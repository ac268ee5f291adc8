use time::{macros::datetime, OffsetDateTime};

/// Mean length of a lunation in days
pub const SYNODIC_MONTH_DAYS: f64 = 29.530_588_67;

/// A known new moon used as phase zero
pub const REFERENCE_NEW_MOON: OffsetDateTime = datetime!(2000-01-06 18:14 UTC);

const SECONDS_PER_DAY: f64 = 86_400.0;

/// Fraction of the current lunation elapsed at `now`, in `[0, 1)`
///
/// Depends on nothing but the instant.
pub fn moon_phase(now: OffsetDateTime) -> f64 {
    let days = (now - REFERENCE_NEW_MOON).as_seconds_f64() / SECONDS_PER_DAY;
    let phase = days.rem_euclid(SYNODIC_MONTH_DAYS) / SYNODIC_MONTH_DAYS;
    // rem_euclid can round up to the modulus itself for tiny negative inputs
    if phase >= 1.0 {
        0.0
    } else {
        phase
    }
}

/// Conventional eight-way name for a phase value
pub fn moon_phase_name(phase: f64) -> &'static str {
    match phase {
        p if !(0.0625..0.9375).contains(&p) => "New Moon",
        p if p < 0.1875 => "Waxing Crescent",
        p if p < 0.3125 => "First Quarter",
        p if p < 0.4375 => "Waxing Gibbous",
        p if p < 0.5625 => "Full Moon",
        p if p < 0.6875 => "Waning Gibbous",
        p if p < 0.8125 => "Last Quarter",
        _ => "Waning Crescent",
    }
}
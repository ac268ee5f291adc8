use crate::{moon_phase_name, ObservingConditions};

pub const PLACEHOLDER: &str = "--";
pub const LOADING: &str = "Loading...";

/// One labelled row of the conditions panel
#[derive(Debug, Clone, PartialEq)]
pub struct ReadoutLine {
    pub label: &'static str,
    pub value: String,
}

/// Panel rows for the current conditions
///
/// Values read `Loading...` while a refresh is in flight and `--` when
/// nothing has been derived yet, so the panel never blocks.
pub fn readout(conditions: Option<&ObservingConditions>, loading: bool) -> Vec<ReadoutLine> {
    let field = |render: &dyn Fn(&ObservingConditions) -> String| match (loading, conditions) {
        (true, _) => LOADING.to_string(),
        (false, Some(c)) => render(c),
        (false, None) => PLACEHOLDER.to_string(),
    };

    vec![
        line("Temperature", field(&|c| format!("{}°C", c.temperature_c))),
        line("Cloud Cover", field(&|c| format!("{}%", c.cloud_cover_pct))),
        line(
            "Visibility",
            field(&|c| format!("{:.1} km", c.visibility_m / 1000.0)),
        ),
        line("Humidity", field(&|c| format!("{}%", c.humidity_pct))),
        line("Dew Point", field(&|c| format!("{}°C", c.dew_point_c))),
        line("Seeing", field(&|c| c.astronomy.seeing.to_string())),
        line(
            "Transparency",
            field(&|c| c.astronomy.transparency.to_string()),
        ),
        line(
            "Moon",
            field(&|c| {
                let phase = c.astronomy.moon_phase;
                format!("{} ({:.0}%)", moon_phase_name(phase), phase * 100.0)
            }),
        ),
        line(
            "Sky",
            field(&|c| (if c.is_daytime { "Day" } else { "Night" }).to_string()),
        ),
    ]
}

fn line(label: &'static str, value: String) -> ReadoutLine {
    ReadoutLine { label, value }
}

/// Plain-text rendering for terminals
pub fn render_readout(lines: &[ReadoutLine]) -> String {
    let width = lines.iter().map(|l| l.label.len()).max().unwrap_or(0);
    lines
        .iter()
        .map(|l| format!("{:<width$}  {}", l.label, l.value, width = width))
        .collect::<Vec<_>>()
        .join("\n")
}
——————
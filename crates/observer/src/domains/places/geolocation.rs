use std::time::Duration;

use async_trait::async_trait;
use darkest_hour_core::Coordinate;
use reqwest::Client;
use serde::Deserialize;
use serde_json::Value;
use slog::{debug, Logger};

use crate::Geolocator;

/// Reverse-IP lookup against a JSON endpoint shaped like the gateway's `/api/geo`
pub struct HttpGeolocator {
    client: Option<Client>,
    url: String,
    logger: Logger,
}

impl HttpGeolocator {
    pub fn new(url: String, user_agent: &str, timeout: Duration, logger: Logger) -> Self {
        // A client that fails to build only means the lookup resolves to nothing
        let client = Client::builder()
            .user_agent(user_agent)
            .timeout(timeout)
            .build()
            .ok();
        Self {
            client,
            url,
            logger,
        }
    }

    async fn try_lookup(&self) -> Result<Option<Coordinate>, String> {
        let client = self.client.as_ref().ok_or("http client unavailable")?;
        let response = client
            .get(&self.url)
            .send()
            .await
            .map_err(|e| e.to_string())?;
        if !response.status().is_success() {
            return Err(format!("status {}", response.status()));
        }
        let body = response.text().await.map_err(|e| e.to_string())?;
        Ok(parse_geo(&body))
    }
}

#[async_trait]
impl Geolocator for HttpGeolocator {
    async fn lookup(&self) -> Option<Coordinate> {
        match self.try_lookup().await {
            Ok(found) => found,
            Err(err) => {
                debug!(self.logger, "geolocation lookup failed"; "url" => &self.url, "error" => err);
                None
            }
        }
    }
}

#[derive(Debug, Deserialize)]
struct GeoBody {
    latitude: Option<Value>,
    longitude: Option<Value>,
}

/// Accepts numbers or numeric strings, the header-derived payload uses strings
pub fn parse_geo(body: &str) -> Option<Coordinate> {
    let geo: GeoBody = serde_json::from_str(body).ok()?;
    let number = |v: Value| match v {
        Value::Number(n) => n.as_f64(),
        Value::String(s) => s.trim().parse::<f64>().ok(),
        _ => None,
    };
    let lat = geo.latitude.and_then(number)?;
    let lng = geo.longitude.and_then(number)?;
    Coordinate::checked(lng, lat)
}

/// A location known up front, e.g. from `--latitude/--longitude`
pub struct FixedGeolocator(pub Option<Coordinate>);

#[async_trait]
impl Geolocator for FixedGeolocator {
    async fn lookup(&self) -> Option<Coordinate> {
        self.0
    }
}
——————
Goal of the exercise
Look back at the entries above. Retype the line with "while a refresh", the line with "Option<&ObservingConditions>, loading: bool)", and all lines in between.

Response area
/// Values read `Loading...` while a refresh is in flight and `--` when
/// nothing has been derived yet, so the panel never blocks.
pub fn readout(conditions: Option<&ObservingConditions>, loading: bool) -> Vec<ReadoutLine> {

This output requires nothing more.